Elea yang melihat tatapan benci di mata mertuanya membuatnya menyadari satu hal, bahwa tidak ada gunanya lagi ia berada dan bertahan di keluarga Hariz. Apalagi ia juga melihat dan merasakan kebencian dari Risha, sedangkan Martin, Elea tidak bisa mengharapkan apapun dari pria yang berstatus sebagai suaminya. Elea tidak ingin terluka dengan harapannya sendiri, mungkin saat ini adalah waktunya Elea pergi dari kediaman dan kehidupan keluarga Hariz. Apalagi Elea kini tidak sendiri, ada janin yang sedang tumbuh dalam rahimnya, jika keluarga kandung dari janin itu tidak menginginkan nya, setidaknya ada Elea sebagai ibu kandungnya yang menyayangi dan bersama janin itu hingga ia lahir nantinya.

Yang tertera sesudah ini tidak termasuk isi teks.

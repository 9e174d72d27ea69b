use crossterm::event::{KeyCode, KeyEvent, KeyModifiers};

use crate::tui::actions::Action;
use crate::tui::app::{App, Mode};
use crate::tui::text_input::TextInput;

/// Shared line-editing keys. Returns true when the key changed the buffer.
pub(super) fn edit_text(input: &mut TextInput, key: KeyEvent) -> bool {
    let ctrl = key.modifiers.contains(KeyModifiers::CONTROL);
    let alt = key.modifiers.contains(KeyModifiers::ALT);
    match key.code {
        KeyCode::Char('w') if ctrl => input.delete_word_back(),
        KeyCode::Char('u') if ctrl => {
            input.clear();
        }
        KeyCode::Char('a') if ctrl => {
            input.home();
            return false;
        }
        KeyCode::Char('e') if ctrl => {
            input.end();
            return false;
        }
        KeyCode::Backspace if alt || ctrl => input.delete_word_back(),
        KeyCode::Char(c) if !ctrl => input.insert_char(c),
        KeyCode::Backspace => input.backspace(),
        KeyCode::Delete => input.delete(),
        KeyCode::Left => {
            input.left();
            return false;
        }
        KeyCode::Right => {
            input.right();
            return false;
        }
        KeyCode::Home => {
            input.home();
            return false;
        }
        KeyCode::End => {
            input.end();
            return false;
        }
        _ => return false,
    }
    true
}

/// The text input that has focus in the current mode, if any
pub(super) fn focused_input(app: &mut App) -> Option<&mut TextInput> {
    match app.mode {
        Mode::Search => Some(&mut app.search),
        Mode::NewTask => Some(app.new_task.focused()),
        Mode::Subtask => Some(&mut app.subtask_input),
        Mode::Edit => app.edit.as_mut().map(|e| e.form.focused()),
        Mode::Navigate | Mode::Confirm | Mode::Move => None,
    }
}

/// Search filters live as the user types
pub(super) fn handle_search(app: &mut App, key: KeyEvent) {
    match key.code {
        KeyCode::Enter => app.mode = Mode::Navigate,
        KeyCode::Esc => {
            app.search.clear();
            app.mode = Mode::Navigate;
            app.refresh();
        }
        _ => {
            if edit_text(&mut app.search, key) {
                app.cursor = 0;
                app.refresh();
            }
        }
    }
}

pub(super) fn handle_new_task(app: &mut App, key: KeyEvent) {
    match key.code {
        KeyCode::Esc => {
            app.new_task.clear();
            app.mode = Mode::Navigate;
        }
        KeyCode::Tab | KeyCode::BackTab => {
            app.new_task.field = app.new_task.field.toggle();
        }
        KeyCode::Enter => submit_new_task(app),
        _ => {
            edit_text(app.new_task.focused(), key);
        }
    }
}

/// Add the task from the new-task line. On failure the buffers stay so the
/// user can fix the input.
pub(super) fn submit_new_task(app: &mut App) {
    let action = Action::AddTask {
        description: app.new_task.description.value().to_string(),
        deadline: app.new_task.deadline.value().to_string(),
    };
    if app.dispatch(action) {
        app.new_task.clear();
        app.mode = Mode::Navigate;
        app.cursor = 0;
    }
}

pub(super) fn handle_subtask(app: &mut App, key: KeyEvent) {
    match key.code {
        KeyCode::Esc => app.cancel_subtask(),
        KeyCode::Enter => {
            let Some(task_id) = app.subtask_parent else {
                app.cancel_subtask();
                return;
            };
            let text = app.subtask_input.value().to_string();
            if app.dispatch(Action::AddSubtask { task_id, text }) {
                app.cancel_subtask();
            }
        }
        _ => {
            edit_text(&mut app.subtask_input, key);
        }
    }
}

pub(super) fn handle_edit(app: &mut App, key: KeyEvent) {
    let Some(edit) = app.edit.as_mut() else {
        app.mode = Mode::Navigate;
        return;
    };
    match key.code {
        KeyCode::Esc => app.cancel_edit(),
        KeyCode::Tab | KeyCode::BackTab => edit.form.field = edit.form.field.toggle(),
        KeyCode::Enter => {
            let action = Action::SaveEdit {
                task_id: edit.task_id,
                description: edit.form.description.value().to_string(),
                deadline: edit.form.deadline.value().to_string(),
            };
            if app.dispatch(action) {
                app.edit = None;
                app.mode = Mode::Navigate;
            }
        }
        _ => {
            edit_text(edit.form.focused(), key);
        }
    }
}

#[cfg(test)]
mod tests {
    use super::super::handle_key;
    use super::super::tests::{press, type_str};
    use super::*;
    use crate::model::Task;
    use crate::tui::app::{Field, Row};
    use crate::tui::popup::Severity;
    use crate::tui::render::test_helpers::app_with_tasks;

    #[test]
    fn add_task_from_new_task_line() {
        let (mut app, _tmp) = app_with_tasks(vec![Task::new(1, "old")]);
        handle_key(&mut app, press(KeyCode::Char('a')));
        assert_eq!(app.mode, Mode::NewTask);
        type_str(&mut app, "Buy milk");
        handle_key(&mut app, press(KeyCode::Enter));
        assert_eq!(app.mode, Mode::Navigate);
        assert_eq!(app.tasks.tasks[0].description, "Buy milk");
        assert!(app.new_task.description.is_empty());
        assert_eq!(app.cursor_row(), Some(Row::Task { task_id: 2 }));
    }

    #[test]
    fn empty_description_keeps_form_open() {
        let (mut app, _tmp) = app_with_tasks(vec![]);
        handle_key(&mut app, press(KeyCode::Char('a')));
        type_str(&mut app, "   ");
        handle_key(&mut app, press(KeyCode::Enter));
        assert_eq!(app.mode, Mode::NewTask);
        assert!(app.tasks.is_empty());
        assert_eq!(app.popups.last().unwrap().severity, Severity::Error);
    }

    #[test]
    fn tab_switches_to_deadline_field() {
        let (mut app, _tmp) = app_with_tasks(vec![]);
        handle_key(&mut app, press(KeyCode::Char('a')));
        type_str(&mut app, "Taxes");
        handle_key(&mut app, press(KeyCode::Tab));
        assert_eq!(app.new_task.field, Field::Deadline);
        type_str(&mut app, "2099-04-15");
        assert_eq!(app.new_task.deadline.value(), "2099-04-15");
        handle_key(&mut app, press(KeyCode::Enter));
        let task = &app.tasks.tasks[0];
        assert_eq!(task.description, "Taxes");
        assert!(task.deadline.is_some());
    }

    #[test]
    fn past_deadline_in_form_is_rejected() {
        let (mut app, _tmp) = app_with_tasks(vec![]);
        handle_key(&mut app, press(KeyCode::Char('a')));
        type_str(&mut app, "Late");
        handle_key(&mut app, press(KeyCode::Tab));
        type_str(&mut app, "2001-01-01 10:00");
        handle_key(&mut app, press(KeyCode::Enter));
        assert!(app.tasks.is_empty());
        assert_eq!(app.new_task.description.value(), "Late");
    }

    #[test]
    fn inline_edit_save_and_cancel() {
        let (mut app, _tmp) = app_with_tasks(vec![Task::new(1, "Call bank")]);
        handle_key(&mut app, press(KeyCode::Char('e')));
        assert_eq!(app.mode, Mode::Edit);
        type_str(&mut app, " today");
        handle_key(&mut app, press(KeyCode::Esc));
        assert_eq!(app.tasks.tasks[0].description, "Call bank");
        assert!(app.edit.is_none());

        handle_key(&mut app, press(KeyCode::Enter));
        type_str(&mut app, " today");
        handle_key(&mut app, press(KeyCode::Enter));
        assert_eq!(app.mode, Mode::Navigate);
        assert_eq!(app.tasks.tasks[0].description, "Call bank today");
    }

    #[test]
    fn inline_edit_rejects_bad_deadline_and_stays_open() {
        let (mut app, _tmp) = app_with_tasks(vec![Task::new(1, "Call bank")]);
        handle_key(&mut app, press(KeyCode::Char('e')));
        handle_key(&mut app, press(KeyCode::Tab));
        type_str(&mut app, "soon");
        handle_key(&mut app, press(KeyCode::Enter));
        assert_eq!(app.mode, Mode::Edit);
        assert!(app.tasks.tasks[0].deadline.is_none());
    }

    #[test]
    fn subtask_entry() {
        let (mut app, _tmp) = app_with_tasks(vec![Task::new(1, "Plan trip")]);
        handle_key(&mut app, press(KeyCode::Char('s')));
        assert_eq!(app.mode, Mode::Subtask);
        type_str(&mut app, "book hotel");
        handle_key(&mut app, press(KeyCode::Enter));
        assert_eq!(app.mode, Mode::Navigate);
        assert_eq!(app.tasks.tasks[0].subtasks[0].text, "book hotel");
    }

    #[test]
    fn search_filters_while_typing() {
        let (mut app, _tmp) = app_with_tasks(vec![Task::new(1, "milk"), Task::new(2, "eggs")]);
        handle_key(&mut app, press(KeyCode::Char('/')));
        type_str(&mut app, "EG");
        assert_eq!(app.rows[0], Row::Task { task_id: 2 });
        handle_key(&mut app, press(KeyCode::Esc));
        assert!(app.search.is_empty());
        assert_eq!(app.rows.len(), 4);
    }

    #[test]
    fn ctrl_w_deletes_word() {
        let mut input = TextInput::with_value("buy oat milk");
        assert!(edit_text(
            &mut input,
            KeyEvent::new(KeyCode::Char('w'), KeyModifiers::CONTROL)
        ));
        assert_eq!(input.value(), "buy oat ");
    }
}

"Nak, ada apa?" tanya Papa Adnan melihat sang menantu tidak mengikuti langkahnya.
"Mama berhenti" ucap Elea saat wanita tua itu membuka gerbang.
"Papa, Elea minta maaf karena tidak bisa menjadi menantu yang baik untuk keluarga ini, benar apa yang Mama katakan. Jika Elea bukanlah wanita yang baik, maaf karena kehadiran Elea membuat aib untuk keluarga ini" ucap Elea dengan air mata yang mengalir deras.
"Tapi demi apapun Elea tidak pernah berbohong atau menipu kalian, Elea juga tidak pernah berniat buruk pada keluarga ini. Terimakasih telah memberikan kesempatan untuk Elea bisa merasakan memiliki keluarga meski sesaat. Papa, Mama, Suami dan Anak" Elea menatap sendu pada Risha yang berdiri di teras.
"Elea menyayangi kalian semua" ucap Elea menghapus air matanya.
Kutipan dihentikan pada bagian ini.